Problem statement
In the data below, find each line containing the string "FailureLatch" and return it.

───── Given records

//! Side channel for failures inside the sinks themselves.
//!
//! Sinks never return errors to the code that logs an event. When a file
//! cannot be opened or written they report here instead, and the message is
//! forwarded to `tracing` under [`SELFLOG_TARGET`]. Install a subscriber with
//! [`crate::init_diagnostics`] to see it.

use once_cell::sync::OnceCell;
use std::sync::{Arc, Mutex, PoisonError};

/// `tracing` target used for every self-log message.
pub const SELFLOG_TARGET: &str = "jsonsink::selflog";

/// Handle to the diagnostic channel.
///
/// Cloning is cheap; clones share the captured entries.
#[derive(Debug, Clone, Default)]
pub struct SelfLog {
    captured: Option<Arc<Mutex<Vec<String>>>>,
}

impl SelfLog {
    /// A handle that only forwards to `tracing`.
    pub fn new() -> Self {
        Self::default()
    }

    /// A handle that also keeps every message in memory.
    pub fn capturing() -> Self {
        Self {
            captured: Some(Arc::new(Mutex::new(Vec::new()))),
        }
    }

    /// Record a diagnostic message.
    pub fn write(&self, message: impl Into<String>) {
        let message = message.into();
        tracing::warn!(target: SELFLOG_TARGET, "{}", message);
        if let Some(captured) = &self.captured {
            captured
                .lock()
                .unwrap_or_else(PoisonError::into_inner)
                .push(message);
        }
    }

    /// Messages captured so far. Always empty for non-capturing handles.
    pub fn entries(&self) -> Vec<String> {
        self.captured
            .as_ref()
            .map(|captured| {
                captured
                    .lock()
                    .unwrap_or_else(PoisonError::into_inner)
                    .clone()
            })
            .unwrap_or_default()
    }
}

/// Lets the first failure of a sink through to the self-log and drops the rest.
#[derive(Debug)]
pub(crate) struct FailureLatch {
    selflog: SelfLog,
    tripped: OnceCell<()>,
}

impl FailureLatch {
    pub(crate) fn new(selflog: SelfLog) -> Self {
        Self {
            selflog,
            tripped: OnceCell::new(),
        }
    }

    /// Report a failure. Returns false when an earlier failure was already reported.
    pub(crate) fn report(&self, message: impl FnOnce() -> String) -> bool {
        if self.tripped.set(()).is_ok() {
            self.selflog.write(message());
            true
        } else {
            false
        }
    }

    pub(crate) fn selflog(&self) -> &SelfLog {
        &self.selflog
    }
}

──────────

Expected answer
pub(crate) struct FailureLatch {
impl FailureLatch {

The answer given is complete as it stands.